Another primitive that can also help in the management of a group of resources is the Kubernetes namespace. As we have described, a namespace may seem similar to a label, but in reality, it is a very different primitive with different characteristics and purpose.

Kubernetes namespaces allow dividing a Kubernetes cluster (which is usually spread across multiple hosts) into a logical pool of resources. Namespaces provide scopes for Kubernetes resources and a mechanism to apply authorizations and other policies to a subsection of the cluster. The most common use case of namespaces is representing different software environments such as development, testing, integration testing, or production. Namespaces can also be used to achieve multitenancy, and provide isolation for team workspaces, projects, and even specific applications. But ultimately, for a greater isolation of certain environments, namespaces are not enough, and having separate clusters is common.
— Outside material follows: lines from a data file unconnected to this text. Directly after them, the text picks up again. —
//! Command Runner
//!
//! Runs external executables with a timeout and cleans their output.

use std::path::Path;
use std::process::Stdio;
use std::sync::LazyLock;
use std::time::Duration;

use async_trait::async_trait;
use regex::Regex;
use tokio::process::Command;
use tracing::debug;

use droidlink_core::{Error, Result};

/// Timeout applied to every invocation unless the caller overrides it
pub const DEFAULT_EXEC_TIMEOUT: Duration = Duration::from_millis(20_000);

/// Noise printed by some adb builds on stdout
static LINKER_WARNING: LazyLock<Regex> =
    LazyLock::new(|| Regex::new(r"(?m)^WARNING: linker.+$").expect("Invalid linker warning regex"));

/// Per-invocation options
#[derive(Debug, Clone, Copy)]
pub struct ExecOptions {
    pub timeout: Duration,
}

impl ExecOptions {
    pub fn with_timeout(timeout: Duration) -> Self {
        Self { timeout }
    }
}

impl Default for ExecOptions {
    fn default() -> Self {
        Self {
            timeout: DEFAULT_EXEC_TIMEOUT,
        }
    }
}

/// Executes a program with discrete argument tokens and returns raw stdout.
///
/// Implementations report a non-zero exit as [`Error::Execution`] whose
/// message carries stderr and stdout, and an expired timeout as
/// [`Error::Timeout`].
#[async_trait]
pub trait CommandRunner: Send + Sync {
    async fn run(&self, program: &Path, args: &[String], timeout: Duration) -> Result<String>;
}

/// Render a command line for logs and error messages
pub fn render_command(program: &Path, args: &[String]) -> String {
    let mut rendered = program.display().to_string();
    for arg in args {
        rendered.push(' ');
        rendered.push_str(arg);
    }
    rendered
}

/// Strip linker warnings and surrounding whitespace
pub fn clean_output(stdout: &str) -> String {
    LINKER_WARNING.replace_all(stdout, "").trim().to_string()
}

/// Runs commands as child processes via tokio
#[derive(Debug, Clone, Default)]
pub struct ProcessRunner;

impl ProcessRunner {
    pub fn new() -> Self {
        Self
    }
}

#[async_trait]
impl CommandRunner for ProcessRunner {
    async fn run(&self, program: &Path, args: &[String], timeout: Duration) -> Result<String> {
        let command = render_command(program, args);
        debug!("exec {}", command);

        let child = Command::new(program)
            .args(args)
            .stdin(Stdio::null())
            .stdout(Stdio::piped())
            .stderr(Stdio::piped())
            .kill_on_drop(true)
            .output();

        let output = match tokio::time::timeout(timeout, child).await {
            Ok(output) => output?,
            Err(_) => {
                return Err(Error::Timeout {
                    command,
                    timeout_ms: timeout.as_millis() as u64,
                })
            }
        };

        let stdout = String::from_utf8_lossy(&output.stdout).to_string();
        if !output.status.success() {
            let stderr = String::from_utf8_lossy(&output.stderr);
            let code = output
                .status
                .code()
                .map(|c| c.to_string())
                .unwrap_or_else(|| "signal".to_string());
            return Err(Error::execution(
                command,
                format!("exited with {}: {} {}", code, stderr.trim(), stdout.trim()),
            ));
        }

        Ok(stdout)
    }
}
Typically, there is one nonproduction Kubernetes cluster used for some environments (development, testing, and integration testing) and another production Kubernetes cluster to represent performance testing and production environments.

Let’s see some of the characteristics of namespaces and how they can help us in different scenarios:

  • A namespace is managed as a Kubernetes resource.
  • A namespace provides scope for resources such as containers, Pods, Services, or ReplicaSets. The names of resources need to be unique within a namespace, but not across them.
  • By default, namespaces provide scope for resources, but nothing isolates those resources and prevents access from one resource to another. For example, a Pod from a development namespace can access another Pod from a production namespace as long as the Pod IP address is known. However, there are Kubernetes plugins that provide networking isolation to achieve true multitenancy across namespaces if desired.
  • Some other resources such as namespaces themselves, nodes, and PersistentVolumes do not belong to namespaces and should have unique cluster-wide names.
  • Each Kubernetes Service belongs to a namespace and gets a corresponding DNS address that has the namespace in the form of <service-name>.<namespace-name>.svc.cluster.local. So the namespace name is in the URI of every Service belonging to the given namespace. That’s one reason it is vital to name namespaces wisely.
  • ResourceQuotas provide constraints that limit the aggregated resource consumption per namespace. With ResourceQuotas, a cluster administrator can control the number of objects per type that are allowed in a namespace. For example, a developer namespace may allow only five ConfigMaps, five Secrets, five Services, five ReplicaSets, five PersistentVolumeClaims, and ten Pods.
  • ResourceQuotas can also limit the total sum of computing resources we can request in a given namespace. For example, in a cluster with a capacity of 32 GB RAM and 16 cores, it is possible to allocate half of the resources—16 GB RAM and 8 cores—for the production namespace, 8 GB RAM and 4 cores for staging environment, 4 GB RAM and 2 cores for development, and the same amount for testing namespaces. The ability of imposing resource constraints on a group of objects by using namespaces and ResourceQuotas is invaluable.

Discussion

We’ve only briefly covered a few of the main Kubernetes concepts we use in this book. However, there are more primitives used by developers on a day-by-day basis. For example, if you create a containerized service, there are collections of Kubernetes objects you can use to reap all the benefits of Kubernetes. Keep in mind, these are only the objects used by application developers to integrate a containerized service into Kubernetes. There are also other concepts used by administrators to enable developers to manage the platform effectively. Figure 1-4 gives an overview of the multitude of Kubernetes resources that are useful for developers.

 

 

                                                    Figure 1-4. Kubernetes concepts for developers

 

With time, these new primitives give birth to new ways of solving problems, and some of these repetitive solutions become patterns. Throughout this book, rather than describing a Kubernetes resource in detail, we will focus on Kubernetes aspects that are proven as patterns.